The problem i am encountering is this: If i make a change to my cocoapod project, I've found that the only way I can get my other project to pull those changes is if I create a new tag and change the version referenced by the pod spec. As a result, I'm getting stuck with many useless versions of my pod spec.
What I would prefer is to simply move my tag to the head of my cocoapod project and somehow re-pull the cocoapod. I've found that pod install and pod update do not seem to refresh the cocoapod in this circumstance.
Does anyone have any recommendations for concurrently working on a cocoapod and a project that uses it?
Upvotes: 12
Views: 4503
Reputation: 35
@Emilie's comment is a way better solution than the other offered answers for this question. Here is her comment on the OP question in case you missed it.
When this happens to me I usually just remove the line from my Podfile, run pod install, re-add the line and re-run pod install. Maybe there is a better way but this one is pretty simple.
Upvotes: 0
Reputation: 391
You could also use the :head
flag but you would still have to create the tags.
pod 'YourPod', :head
When running pod update
the pod’s latest version spec would be used.
Upvotes: 2
Reputation: 2877
If you just point your podfile at your library's git repo it will just pull the default branch's latest.
pod 'InternalStuff', :git => 'https://github.com/YourGithub/InternalStuff.git'
Upvotes: 3
Reputation: 1424
We do the same internally in our team and we ended up by referencing the latest commit, instead of the tag. Here you've an example of a podspec:
Pod::Spec.new do |s|
s.name = "TTFacebook"
s.version = "0.0.1"
s.summary = "Tiltap wrapper around Facebook SDK 3.5"

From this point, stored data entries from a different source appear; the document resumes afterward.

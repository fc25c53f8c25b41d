//! # NeoFS Primitives
//!
//! Fundamental types shared by the NeoFS morph governance contracts.
//!
//! - [`PublicKey`]: 33-byte compressed public key identifying inner ring
//!   members and storage nodes
//! - [`Hash256`]: 32-byte SHA-256 digest used as a ballot decision identifier
//!
//! ## Design Principles
//!
//! - **Zero dependencies on other neofs-* crates**
//! - **Byte-exact**: keys and digests keep the wire representation the morph
//!   chain contracts operate on
//!
//! ## Example
//!
//! ```rust
//! use neofs_primitives::{Hash256, PublicKey};
//!
//! let key = PublicKey::parse(
//!     "02b3622bf4017bdfe317c58aed5f4c753f206b7db896046fa7d774bbc4bf7f8dc2",
//! ).unwrap();
//! assert_eq!(key.as_bytes()[0], 0x02);
//!
//! let digest = Hash256::sha256(b"epoch");
//! assert!(!digest.is_zero());
//! ```

pub mod constants;
pub mod error;
pub mod hash;
pub mod public_key;

// Re-exports
pub use constants::*;
pub use error::{PrimitiveError, PrimitiveResult};
pub use hash::Hash256;
pub use public_key::PublicKey;
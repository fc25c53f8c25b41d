//! Results of voted entry points.

use std::fmt;

use neofs_primitives::PublicKey;
use serde::{Deserialize, Serialize};

/// What happened to an accepted call.
///
/// [`Outcome::Notified`] and a [`Rejection::StaleEpoch`] rejection cast no
/// vote. After [`Outcome::Executed`] or a subsumed rejection the ballot is
/// gone; see [`Outcome::holds_vote`].
#[derive(Debug, Clone, PartialEq, Eq, Serialize, Deserialize)]
#[serde(tag = "status", rename_all = "snake_case")]
pub enum Outcome {
    /// Vote recorded, quorum not reached yet.
    Pending { votes: usize, threshold: usize },
    /// Quorum reached, the operation was applied.
    Executed,
    /// The operation was refused by name.
    Rejected { reason: Rejection },
    /// The request was forwarded to authorities as a notification.
    Notified,
}

impl Outcome {
    pub fn rejected(reason: Rejection) -> Self {
        Outcome::Rejected { reason }
    }

    pub fn is_executed(&self) -> bool {
        matches!(self, Outcome::Executed)
    }

    pub fn is_pending(&self) -> bool {
        matches!(self, Outcome::Pending { .. })
    }

    /// Whether the caller's vote is still held in a ballot after the call.
    pub fn holds_vote(&self) -> bool {
        matches!(
            self,
            Outcome::Pending { .. }
                | Outcome::Rejected {
                    reason: Rejection::VoteFailed { .. }
                }
        )
    }

    pub fn rejection(&self) -> Option<&Rejection> {
        match self {
            Outcome::Rejected { reason } => Some(reason),
            _ => None,
        }
    }
}

impl fmt::Display for Outcome {
    fn fmt(&self, f: &mut fmt::Formatter<'_>) -> fmt::Result {
        match self {
            Outcome::Pending { votes, threshold } => write!(f, "pending {votes}/{threshold}"),
            Outcome::Executed => f.write_str("executed"),
            Outcome::Rejected { reason } => write!(f, "rejected: {reason}"),
            Outcome::Notified => f.write_str("notified"),
        }
    }
}

/// Named reasons for refusing an operation.
#[derive(Debug, Clone, PartialEq, Eq, Serialize, Deserialize)]
#[serde(tag = "kind", rename_all = "snake_case")]
pub enum Rejection {
    /// Epoch advance to a number not above the stored one. No vote is cast.
    StaleEpoch { requested: u64, current: u64 },
    /// A node with the same identity is already in the working view.
    DuplicateNode { key: PublicKey },
    /// Removal of a node that is not in the working view.
    UnknownNode { key: PublicKey },
    /// The validator vote failed; the ballot stays open for a retry.
    VoteFailed { candidate: PublicKey },
}

impl fmt::Display for Rejection {
    fn fmt(&self, f: &mut fmt::Formatter<'_>) -> fmt::Result {
        match self {
            Rejection::StaleEpoch { requested, current } => {
                write!(f, "epoch {requested} is not above current epoch {current}")
            }
            Rejection::DuplicateNode { key } => write!(f, "node {key} is already in the netmap"),
            Rejection::UnknownNode { key } => write!(f, "node {key} is not in the netmap"),
            Rejection::VoteFailed { candidate } => write!(f, "vote for {candidate} failed"),
        }
    }
}

/// Result of a quorum-gated effect.
#[derive(Debug, Clone, PartialEq, Eq)]
pub enum Resolution {
    /// The effect was applied; the ballot is discarded.
    Applied,
    /// The operation was subsumed by earlier state; the ballot is discarded.
    Subsumed(Rejection),
    /// The effect failed; the ballot is kept so a later vote retries it.
    Failed(Rejection),
}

s.homepage = "https://bitbucket.org/*****"
s.license = 'MIT'
s.author = { "Paolo Tagliani" => "[email protected]" }
s.platform = :ios, '5.0'
s.source = { :git => "[email protected].*****", :commit => "a8c276eec3372f2b088de0731a7808e4766b625d" }
s.source_files = 'TTFacebook/TTFacebook/*.{h,m}'
s.requires_arc = true
s.dependency 'Facebook-iOS-SDK','~>3.5'
end
Every time that we modify something in our library, we update our podspec with the latest commit.